The NSA is Commandeering the Internet - dllthomas
http://www.schneier.com/blog/archives/2013/08/the_nsa_is_comm.html
======
api
You know, I thought of another fallacy behind all this stuff.

We're told this is to prevent the next 9/11, but there's a problem with that.
It's very unlikely -- for basic political reasons -- that this will be used to
investigate the rich and powerful.

Huh? I thought people in caves in Afghanistan attacked us cause they hated our
freedom?

The cave dweller thing is probably the biggest lie about 9/11\. Bin Laden was
rich, from an even richer family, was financed by some of the richest people
on Earth, and had state support.

The next Osama bin Laden probably owns stock in the companies that are acting
as contractors for the NSA right now. Or if he doesn't, his supporters and
financiers probably do.

Case in point:

So now the DEA is using it to bust drug dealers. Why isn't the SEC using it to
bust criminals on Wall St.? Think about it. Who's richer? Who's more
_connected_? Who's gonna lawyer up and bust your chops hard if you come after
them? Who's got friends and family members who might actually sit on
committees in Washington that oversee your project?

Edit:

Given the above, I also consider it a good possibility that systems like this
could be used against us. Recall 9/11 again.
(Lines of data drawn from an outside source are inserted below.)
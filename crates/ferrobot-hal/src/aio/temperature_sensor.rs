use std::ops::Deref;
use std::sync::Arc;

use ferrobot_middleware::Eventer;
use ferrobot_types::FerroError;

use super::AnalogSensorDriver;
use crate::connection::AnalogReader;
use crate::device::{Device, DriverBase};
use crate::scaler::{self, NtcConfig};

/// Analog temperature sensor: an [`AnalogSensorDriver`] with NTC and linear
/// scaler setters. Everything else derefs to the inner sensor.
pub struct TemperatureSensorDriver {
    sensor: AnalogSensorDriver,
}

impl TemperatureSensorDriver {
    pub fn new<C: AnalogReader + 'static>(connection: Arc<C>, pin: &str) -> Self {
        Self {
            sensor: AnalogSensorDriver::with_kind(connection, pin, "TemperatureSensor"),
        }
    }

    pub fn with_interval(self, interval: std::time::Duration) -> Self {
        Self {
            sensor: self.sensor.with_interval(interval),
        }
    }

    /// Scale readings through the thermistor equation. See [`scaler::ntc`].
    pub fn set_ntc_scaler(&self, v_ref: u32, r_series: u32, reverse: bool, config: NtcConfig) {
        self.sensor.set_scaler(scaler::ntc(v_ref, r_series, reverse, config));
    }

    pub fn set_linear_scaler(&self, from_min: i32, from_max: i32, to_min: f64, to_max: f64) {
        self.sensor.set_scaler(scaler::linear(from_min, from_max, to_min, to_max));
    }
}

impl Deref for TemperatureSensorDriver {
    type Target = AnalogSensorDriver;

    fn deref(&self) -> &AnalogSensorDriver {
        &self.sensor
    }
}

impl Device for TemperatureSensorDriver {
    fn base(&self) -> &DriverBase {
        self.sensor.base()
    }

    fn driver_type(&self) -> &'static str {
        self.sensor.driver_type()
    }

    fn start(&self) -> Result<(), FerroError> {
        self.sensor.start()
    }

    fn halt(&self) -> Result<(), FerroError> {
        self.sensor.halt()
    }

    fn eventer(&self) -> Option<&Eventer> {
        Device::eventer(&self.sensor)
    }
}
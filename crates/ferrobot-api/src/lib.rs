//! `ferrobot-api` – HTTP control surface for a [`Manager`].
//!
//! The server is a thin adapter: every route reads from the manager or calls
//! a registered command handler. Attach it with [`Manager::with_api`] and it
//! is started before the robots and stopped after them.
//!
//! # Modules
//!
//! | Module | Contents |
//! |---|---|
//! | [`config`] | [`ApiConfig`] and its `FERROBOT_API_*` overrides |
//! | [`routes`] | Route table, command dispatch, SSE event streams |
//! | [`auth`] | HTTP Basic authentication |
//! | [`cors`] | Origin glob patterns and the CORS layer |
//! | [`server`] | [`ApiServer`] and its state machine |
//!
//! # Usage
//!
//! ```rust,no_run
//! use std::sync::Arc;
//! use ferrobot_api::{ApiConfig, ApiServer};
//! use ferrobot_kernel::Manager;
//!
//! #[tokio::main]
//! async fn main() {
//!     let api = ApiServer::new(ApiConfig::new().with_port("8080"));
//!     let manager = Manager::new().with_api(Arc::new(api));
//!     manager.run_until_signal().await.expect("manager failed");
//! }
//! ```
//!
//! [`Manager`]: ferrobot_kernel::Manager
//! [`Manager::with_api`]: ferrobot_kernel::Manager::with_api

pub mod auth;
pub mod config;
pub mod cors;
pub mod routes;
pub mod server;
#[cfg(feature = "tls")]
mod tls;

pub use config::ApiConfig;
pub use cors::CorsConfig;
pub use routes::{ApiError, router};
pub use server::{ApiServer, ServerState, ServerStatus};
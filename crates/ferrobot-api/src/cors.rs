//! CORS policy: origin glob patterns plus fixed method and header lists.
//!
//! A pattern of `*` admits every origin. Otherwise `*` matches a run of
//! characters without a `.`, so `http://*.example.com` admits
//! `http://api.example.com` but not `http://example.com`, and
//! `http://localhost:*` admits any port.

use axum::http::{HeaderName, HeaderValue, Method};
use ferrobot_types::FerroError;
use tower_http::cors::{AllowOrigin, CorsLayer};

pub const DEFAULT_HEADERS: [&str; 4] = ["Origin", "X-Requested-With", "Content-Type", "Accept"];
pub const DEFAULT_METHODS: [&str; 2] = ["GET", "POST"];

#[derive(Debug, Clone, PartialEq, Eq)]
pub struct CorsConfig {
    pub origins: Vec<String>,
    pub methods: Vec<String>,
    pub headers: Vec<String>,
}

impl Default for CorsConfig {
    fn default() -> Self {
        Self {
            origins: Vec::new(),
            methods: DEFAULT_METHODS.map(String::from).to_vec(),
            headers: DEFAULT_HEADERS.map(String::from).to_vec(),
        }
    }
}

impl CorsConfig {
    /// Policy admitting `origins` with the default methods and headers.
    pub fn allow_from<I, S>(origins: I) -> Self
    where
        I: IntoIterator<Item = S>,
        S: Into<String>,
    {
        Self::default().with_origins(origins)
    }

    pub fn with_origins<I, S>(mut self, origins: I) -> Self
    where
        I: IntoIterator<Item = S>,
        S: Into<String>,
    {
        self.origins = origins.into_iter().map(Into::into).collect();
        self
    }

    pub fn with_methods<I, S>(mut self, methods: I) -> Self
    where
        I: IntoIterator<Item = S>,
        S: Into<String>,
    {
        self.methods = methods.into_iter().map(Into::into).collect();
        self
    }

    pub fn with_headers<I, S>(mut self, headers: I) -> Self
    where
        I: IntoIterator<Item = S>,
        S: Into<String>,
    {
        self.headers = headers.into_iter().map(Into::into).collect();
        self
    }

    pub fn is_origin_allowed(&self, origin: &str) -> bool {
        self.origins.iter().any(|pattern| origin_matches(pattern, origin))
    }

    /// `Access-Control-Allow-Methods` value, e.g. `"GET,POST"`.
    pub fn allowed_methods(&self) -> String {
        self.methods.join(",")
    }

    /// `Access-Control-Allow-Headers` value.
    pub fn allowed_headers(&self) -> String {
        self.headers.join(",")
    }

    /// Build the tower layer. Disallowed origins are served without an
    /// `Access-Control-Allow-Origin` header; preflights answer with 200.
    ///
    /// # Errors
    ///
    /// [`FerroError::Config`] for a method or header name that is not valid
    /// HTTP.
    pub fn layer(&self) -> Result<CorsLayer, FerroError> {
        let methods = self
            .methods
            .iter()
            .map(|m| {
                Method::from_bytes(m.as_bytes())
                    .map_err(|_| FerroError::Config(format!("invalid CORS method '{m}'")))
            })
            .collect::<Result<Vec<_>, _>>()?;
        let headers = self
            .headers
            .iter()
            .map(|h| {
                HeaderName::from_bytes(h.as_bytes())
                    .map_err(|_| FerroError::Config(format!("invalid CORS header '{h}'")))
            })
            .collect::<Result<Vec<_>, _>>()?;

        let policy = self.clone();
        let origin = AllowOrigin::predicate(move |origin: &HeaderValue, _| {
            origin.to_str().is_ok_and(|o| policy.is_origin_allowed(o))
        });
        Ok(CorsLayer::new()
            .allow_origin(origin)
            .allow_methods(methods)
            .allow_headers(headers))
    }
}

/// Glob match where `*` stands for any run of non-`.` characters.
pub fn origin_matches(pattern: &str, origin: &str) -> bool {
    if pattern == "*" {
        return true;
    }
    glob(pattern.as_bytes(), origin.as_bytes())
}

fn glob(pattern: &[u8], text: &[u8]) -> bool {
    match pattern.split_first() {
        None => text.is_empty(),
        Some((b'*', rest)) => {
            let run = text.iter().take_while(|&&c| c != b'.').count();
            (0..=run).any(|skip| glob(rest, &text[skip..]))
        }
        Some((&c, rest)) => text.first() == Some(&c) && glob(rest, &text[1..]),
    }
}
They were _our planes_ that were
flown into our buildings, not someone else's. What's the probability that a
well-connected rich state-linked international terrorist will use systems like
this to gather intel against the United States itself in preparation for a
terrorist attack.

Want to smuggle in a nuke? Wouldn't it be helpful to pull _all_ the personal
information and movement schedules for all the people who work security at the
Port of Long Beach...? to give just one example. That could be made to look
like a routine investigation quite easily, and if Snowden can exfiltrate so
much data so can someone else-- especially someone with a higher level of
expertise and sponsorship.

How many NSA analysts have access to these systems? How much does that job
pay?

And do any of _them_ have dangerous personality traits or ideological
affiliations? Guerilla domestic terrorism from within is also a possibility.
Remember this?

[http://en.wikipedia.org/wiki/2001_anthrax_attacks](http://en.wikipedia.org/wiki/2001_anthrax_attacks)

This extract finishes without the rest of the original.